*WHAT THIS TASK INVOLVES:*
Find each line in the records below that contains the word "const", and copy it out.
□ □ □ □ □ □ □
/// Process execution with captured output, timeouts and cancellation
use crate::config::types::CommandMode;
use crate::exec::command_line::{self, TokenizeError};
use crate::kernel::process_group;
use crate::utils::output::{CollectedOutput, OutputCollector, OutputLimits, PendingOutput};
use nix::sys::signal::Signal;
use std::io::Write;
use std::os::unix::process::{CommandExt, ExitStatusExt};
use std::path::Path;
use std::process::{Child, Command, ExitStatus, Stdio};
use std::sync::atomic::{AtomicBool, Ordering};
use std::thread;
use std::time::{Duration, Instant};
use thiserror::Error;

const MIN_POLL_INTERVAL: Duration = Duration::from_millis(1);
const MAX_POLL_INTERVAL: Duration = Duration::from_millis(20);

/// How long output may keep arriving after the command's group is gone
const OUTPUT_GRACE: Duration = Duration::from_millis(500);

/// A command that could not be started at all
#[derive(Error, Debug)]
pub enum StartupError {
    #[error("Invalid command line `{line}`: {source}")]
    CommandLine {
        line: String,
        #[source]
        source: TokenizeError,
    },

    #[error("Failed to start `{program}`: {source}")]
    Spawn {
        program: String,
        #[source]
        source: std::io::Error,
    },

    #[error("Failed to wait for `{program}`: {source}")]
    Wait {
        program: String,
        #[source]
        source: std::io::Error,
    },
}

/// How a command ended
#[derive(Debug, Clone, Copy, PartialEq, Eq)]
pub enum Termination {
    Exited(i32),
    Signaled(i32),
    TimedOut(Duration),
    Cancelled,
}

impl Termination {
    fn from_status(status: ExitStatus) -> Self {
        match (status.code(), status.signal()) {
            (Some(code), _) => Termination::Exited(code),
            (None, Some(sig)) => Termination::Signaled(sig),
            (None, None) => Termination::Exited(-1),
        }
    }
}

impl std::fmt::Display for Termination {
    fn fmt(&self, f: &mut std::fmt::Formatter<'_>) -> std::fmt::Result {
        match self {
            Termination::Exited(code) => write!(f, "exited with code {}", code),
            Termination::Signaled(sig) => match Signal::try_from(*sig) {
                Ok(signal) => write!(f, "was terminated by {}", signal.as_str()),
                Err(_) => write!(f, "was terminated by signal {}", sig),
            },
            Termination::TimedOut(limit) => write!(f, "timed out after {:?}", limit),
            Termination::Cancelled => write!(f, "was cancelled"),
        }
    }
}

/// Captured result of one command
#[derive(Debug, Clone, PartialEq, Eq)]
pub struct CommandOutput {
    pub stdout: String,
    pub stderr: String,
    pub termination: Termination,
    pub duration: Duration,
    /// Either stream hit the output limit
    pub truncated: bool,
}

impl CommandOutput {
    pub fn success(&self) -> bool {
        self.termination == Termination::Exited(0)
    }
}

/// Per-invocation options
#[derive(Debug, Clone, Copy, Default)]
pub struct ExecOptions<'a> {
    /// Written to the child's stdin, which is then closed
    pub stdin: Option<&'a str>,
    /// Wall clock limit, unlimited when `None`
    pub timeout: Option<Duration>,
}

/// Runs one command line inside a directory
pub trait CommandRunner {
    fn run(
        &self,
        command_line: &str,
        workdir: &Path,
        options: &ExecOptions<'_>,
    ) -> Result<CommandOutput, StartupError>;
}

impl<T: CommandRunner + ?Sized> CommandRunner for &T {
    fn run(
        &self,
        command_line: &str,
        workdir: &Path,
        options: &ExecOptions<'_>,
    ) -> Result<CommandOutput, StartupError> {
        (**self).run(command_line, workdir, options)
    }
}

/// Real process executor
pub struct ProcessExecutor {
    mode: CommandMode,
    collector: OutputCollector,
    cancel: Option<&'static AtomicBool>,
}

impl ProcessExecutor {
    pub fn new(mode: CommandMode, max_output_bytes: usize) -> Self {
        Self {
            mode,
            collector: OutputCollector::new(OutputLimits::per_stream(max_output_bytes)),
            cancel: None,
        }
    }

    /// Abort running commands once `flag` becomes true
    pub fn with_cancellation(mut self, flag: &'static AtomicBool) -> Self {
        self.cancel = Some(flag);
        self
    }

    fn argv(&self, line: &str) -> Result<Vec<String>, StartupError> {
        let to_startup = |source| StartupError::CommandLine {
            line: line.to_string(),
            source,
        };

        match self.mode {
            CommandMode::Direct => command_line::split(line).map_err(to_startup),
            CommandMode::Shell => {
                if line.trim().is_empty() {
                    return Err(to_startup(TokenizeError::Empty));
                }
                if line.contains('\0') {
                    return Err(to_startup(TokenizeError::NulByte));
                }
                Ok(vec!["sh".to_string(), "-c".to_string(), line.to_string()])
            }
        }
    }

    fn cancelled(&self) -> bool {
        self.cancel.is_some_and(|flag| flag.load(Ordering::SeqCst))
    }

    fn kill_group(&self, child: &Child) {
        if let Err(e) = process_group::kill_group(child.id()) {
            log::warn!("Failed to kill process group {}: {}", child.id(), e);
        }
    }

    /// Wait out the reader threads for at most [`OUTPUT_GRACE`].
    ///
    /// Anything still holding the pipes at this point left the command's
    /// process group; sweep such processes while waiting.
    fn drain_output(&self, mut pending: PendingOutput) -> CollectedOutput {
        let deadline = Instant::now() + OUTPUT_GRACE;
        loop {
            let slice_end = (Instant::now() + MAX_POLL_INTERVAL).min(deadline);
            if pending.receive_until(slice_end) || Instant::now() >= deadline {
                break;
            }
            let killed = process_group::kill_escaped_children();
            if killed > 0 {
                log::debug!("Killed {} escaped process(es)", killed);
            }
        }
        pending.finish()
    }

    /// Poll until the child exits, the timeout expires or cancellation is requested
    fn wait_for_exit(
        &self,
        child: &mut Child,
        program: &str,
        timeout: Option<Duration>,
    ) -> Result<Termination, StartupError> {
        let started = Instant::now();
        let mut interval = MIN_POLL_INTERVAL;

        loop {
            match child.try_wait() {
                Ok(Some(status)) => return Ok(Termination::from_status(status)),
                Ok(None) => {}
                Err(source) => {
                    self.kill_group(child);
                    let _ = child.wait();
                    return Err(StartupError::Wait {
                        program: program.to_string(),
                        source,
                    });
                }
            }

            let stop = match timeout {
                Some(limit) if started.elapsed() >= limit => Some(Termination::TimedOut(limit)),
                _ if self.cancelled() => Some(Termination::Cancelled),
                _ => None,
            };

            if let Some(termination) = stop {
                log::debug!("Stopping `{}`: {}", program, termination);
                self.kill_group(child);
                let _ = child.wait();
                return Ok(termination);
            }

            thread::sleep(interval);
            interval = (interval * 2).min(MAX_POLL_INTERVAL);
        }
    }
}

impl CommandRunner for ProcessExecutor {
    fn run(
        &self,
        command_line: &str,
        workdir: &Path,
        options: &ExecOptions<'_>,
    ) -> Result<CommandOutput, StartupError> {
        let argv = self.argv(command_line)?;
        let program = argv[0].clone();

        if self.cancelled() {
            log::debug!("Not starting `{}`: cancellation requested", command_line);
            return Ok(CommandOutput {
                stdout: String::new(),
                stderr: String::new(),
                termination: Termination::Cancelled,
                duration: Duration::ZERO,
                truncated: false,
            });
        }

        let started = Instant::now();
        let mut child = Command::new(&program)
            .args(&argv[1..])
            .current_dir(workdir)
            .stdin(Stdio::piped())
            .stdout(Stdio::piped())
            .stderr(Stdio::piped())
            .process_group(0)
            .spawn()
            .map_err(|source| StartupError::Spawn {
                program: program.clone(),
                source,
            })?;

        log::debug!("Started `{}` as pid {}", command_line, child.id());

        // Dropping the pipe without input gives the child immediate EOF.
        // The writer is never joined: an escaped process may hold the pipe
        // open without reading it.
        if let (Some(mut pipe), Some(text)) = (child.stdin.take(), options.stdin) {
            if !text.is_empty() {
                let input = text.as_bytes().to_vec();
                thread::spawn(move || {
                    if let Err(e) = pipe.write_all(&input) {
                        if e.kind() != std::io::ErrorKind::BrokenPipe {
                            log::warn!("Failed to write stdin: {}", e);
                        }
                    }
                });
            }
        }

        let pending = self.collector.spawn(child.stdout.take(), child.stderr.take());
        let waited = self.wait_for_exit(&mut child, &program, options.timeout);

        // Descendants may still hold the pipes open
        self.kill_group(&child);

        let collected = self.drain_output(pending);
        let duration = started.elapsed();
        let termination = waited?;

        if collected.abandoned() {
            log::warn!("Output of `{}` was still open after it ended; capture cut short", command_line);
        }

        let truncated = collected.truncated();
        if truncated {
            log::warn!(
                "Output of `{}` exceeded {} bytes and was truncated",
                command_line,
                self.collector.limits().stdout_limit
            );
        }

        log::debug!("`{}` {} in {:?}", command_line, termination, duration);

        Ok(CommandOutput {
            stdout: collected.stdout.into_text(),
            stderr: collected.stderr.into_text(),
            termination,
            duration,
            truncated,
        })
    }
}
□ □ □ □ □ □ □
*EXERCISE SOLUTION:*
const MIN_POLL_INTERVAL: Duration = Duration::from_millis(1);
const MAX_POLL_INTERVAL: Duration = Duration::from_millis(20);
const OUTPUT_GRACE: Duration = Duration::from_millis(500);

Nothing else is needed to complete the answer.